Show me every line in the listing that has the word "image".

== RECORDS ==

Segment Open

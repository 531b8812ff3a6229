use std::fs;
use std::path::Path;

use anyhow::Context;
use serde::{Deserialize, Serialize};

use crate::quiet::QuietWindowSpec;

#[derive(Debug, Clone, Serialize, Deserialize, Default)]
#[serde(default)]
pub struct CourierConfig {
    pub server: ServerConfig,
    pub storage: StorageConfig,
    pub orchestrator: OrchestratorConfig,
    pub container: ContainerConfig,
    pub scheduler: SchedulerConfig,
    pub quiet_hours: QuietHoursConfig,
    pub credentials: CredentialsConfig,
}

#[derive(Debug, Clone, Serialize, Deserialize)]
#[serde(default)]
pub struct ServerConfig {
    pub bind: String,
    pub request_timeout_ms: u64,
    pub max_body_bytes: usize,
}

impl Default for ServerConfig {
    fn default() -> Self {
        Self {
            bind: "127.0.0.1:7450".to_string(),
            request_timeout_ms: 30_000,
            max_body_bytes: 1_048_576,
        }
    }
}

#[derive(Debug, Clone, Serialize, Deserialize)]
#[serde(default)]
pub struct StorageConfig {
    /// Path of the embedded SQLite store.
    pub db_path: String,
    /// Root directory holding one folder per registered group.
    pub groups_dir: String,
    /// Runtime data directory (IPC files, credential cache).
    pub data_dir: String,
}

impl Default for StorageConfig {
    fn default() -> Self {
        Self {
            db_path: "store/courier.db".to_string(),
            groups_dir: "groups".to_string(),
            data_dir: "data".to_string(),
        }
    }
}

#[derive(Debug, Clone, Serialize, Deserialize)]
#[serde(default)]
pub struct OrchestratorConfig {
    /// Enable the orchestrator (poll loop, queue, container dispatch).
    pub enabled: bool,
    /// Poll interval for the message loop (milliseconds).
    pub poll_interval_ms: u64,
    /// Idle timeout before closing container stdin (milliseconds).
    pub idle_timeout_ms: u64,
    /// Close delay after the first result of a scheduled task (milliseconds).
    pub task_close_delay_ms: u64,
    /// Deadline for graceful shutdown before containers are killed.
    pub shutdown_timeout_ms: u64,
    /// Maximum concurrent containers across all groups.
    pub max_concurrent_containers: usize,
    /// Folder name for the main group.
    pub main_group_folder: String,
    /// Default assistant name for the `@Name` trigger.
    pub assistant_name: String,
}

impl Default for OrchestratorConfig {
    fn default() -> Self {
        Self {
            enabled: false,
            poll_interval_ms: 1_000,
            idle_timeout_ms: 1_800_000,
            task_close_delay_ms: 10_000,
            shutdown_timeout_ms: 30_000,
            max_concurrent_containers: 3,
            main_group_folder: "main".to_string(),
            assistant_name: "Marlow".to_string(),
        }
    }
}

#[derive(Debug, Clone, Serialize, Deserialize)]
#[serde(default)]
pub struct ContainerConfig {
    /// Container runtime binary.
    pub runtime_bin: String,
    /// Agent image to run.
    pub image: String,
}

impl Default for ContainerConfig {
    fn default() -> Self {
        Self {
            runtime_bin: "docker".to_string(),
            image: "courier-agent:latest".to_string(),
        }
    }
}

#[derive(Debug, Clone, Serialize, Deserialize)]
#[serde(default)]
pub struct SchedulerConfig {
    /// Enable the task scheduler loop.
    pub enabled: bool,
    /// Poll interval for due tasks (milliseconds).
    pub poll_interval_ms: u64,
    /// IANA timezone for cron expressions.
    pub timezone: String,
}

impl Default for SchedulerConfig {
    fn default() -> Self {
        Self {
            enabled: false,
            poll_interval_ms: 60_000,
            timezone: "UTC".to_string(),
        }
    }
}

#[derive(Debug, Clone, Serialize, Deserialize)]
#[serde(default)]
pub struct QuietHoursConfig {
    pub enabled: bool,
    /// IANA timezone the windows are expressed in.
    pub timezone: String,
    pub windows: Vec<QuietWindowSpec>,
    /// Minutes before a quiet window to send the reminder to the main group.
    pub reminder_minutes_before: u64,
}

impl Default for QuietHoursConfig {
    fn default() -> Self {
        Self {
            enabled: false,
            timezone: "UTC".to_string(),
            windows: Vec::new(),
            reminder_minutes_before: 30,
        }
    }
}

#[derive(Debug, Clone, Serialize, Deserialize)]
#[serde(default)]
pub struct CredentialsConfig {
    pub enabled: bool,
    /// OAuth token endpoint used for refresh.
    pub token_url: String,
    pub client_id: String,
    /// Proactive refresh tick interval (milliseconds).
    pub refresh_interval_ms: u64,
    /// Tokens older than this are refreshed by `ensure_fresh` (seconds).
    pub refresh_margin_secs: u64,
    /// Substrings (lowercased) that identify an auth failure in agent errors.
    pub auth_error_patterns: Vec<String>,
}

impl Default for CredentialsConfig {
    fn default() -> Self {
        Self {
            enabled: false,
            token_url: String::new(),
            client_id: String::new(),
            refresh_interval_ms: 1_800_000,
            refresh_margin_secs: 900,
            auth_error_patterns: vec![
                "401".to_string(),
                "unauthorized".to_string(),
                "token expired".to_string(),
                "authentication_error".to_string(),
                "invalid api key".to_string(),
            ],
        }
    }
}

pub fn load_config(path: impl AsRef<Path>) -> anyhow::Result<CourierConfig> {
    let path = path.as_ref();
    if !path.exists() {
        return Ok(CourierConfig::default().with_env_overrides());
    }

    let raw = fs::read_to_string(path)
        .with_context(|| format!("failed to read config file: {}", path.display()))?;

    let parsed: CourierConfig = toml::from_str(&raw)
        .with_context(|| format!("failed to parse config file: {}", path.display()))?;

    Ok(parsed.with_env_overrides())
}

impl CourierConfig {
    pub fn with_env_overrides(mut self) -> Self {
        if let Ok(bind) = std::env::var("COURIERD_BIND") {
            if !bind.trim().is_empty() {
                self.server.bind = bind;
            }
        }

        if let Ok(path) = std::env::var("COURIER_DB_PATH") {
            if !path.trim().is_empty() {
                self.storage.db_path = path;
            }
        }

        if let Ok(name) = std::env::var("ASSISTANT_NAME") {
            if !name.trim().is_empty() {
                self.orchestrator.assistant_name = name;
            }
        }

        self
    }
}

#[cfg(test)]
mod tests {
    use super::*;

    #[test]
    fn defaults_are_sane() {
        let cfg = CourierConfig::default();
        assert!(!cfg.orchestrator.enabled);
        assert_eq!(cfg.orchestrator.main_group_folder, "main");
        assert_eq!(cfg.scheduler.poll_interval_ms, 60_000);
        assert!(cfg
            .credentials
            .auth_error_patterns
            .iter()
            .any(|p| p == "401"));
    }

    #[test]
    fn parse_toml_uses_defaults_for_missing_fields() {
        let parsed: CourierConfig = toml::from_str(
            r#"
            [server]
            bind = "127.0.0.1:9999"

            [quiet_hours]
            enabled = true
            timezone = "Europe/Berlin"

            [[quiet_hours.windows]]
            day = "fri"
            start = "18:00"
            end = "21:00"
            "#,
        )
        .expect("parse toml");

        assert_eq!(parsed.server.bind, "127.0.0.1:9999");
        assert_eq!(parsed.orchestrator.poll_interval_ms, 1_000);
        assert!(parsed.quiet_hours.enabled);
        assert_eq!(parsed.quiet_hours.windows.len(), 1);
        assert_eq!(parsed.quiet_hours.windows[0].day, "fri");
    }
}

Segment Closed

== RESULT FOR THIS EXERCISE ==
    /// Agent image to run.
    pub image: String,
            image: "courier-agent:latest".to_string(),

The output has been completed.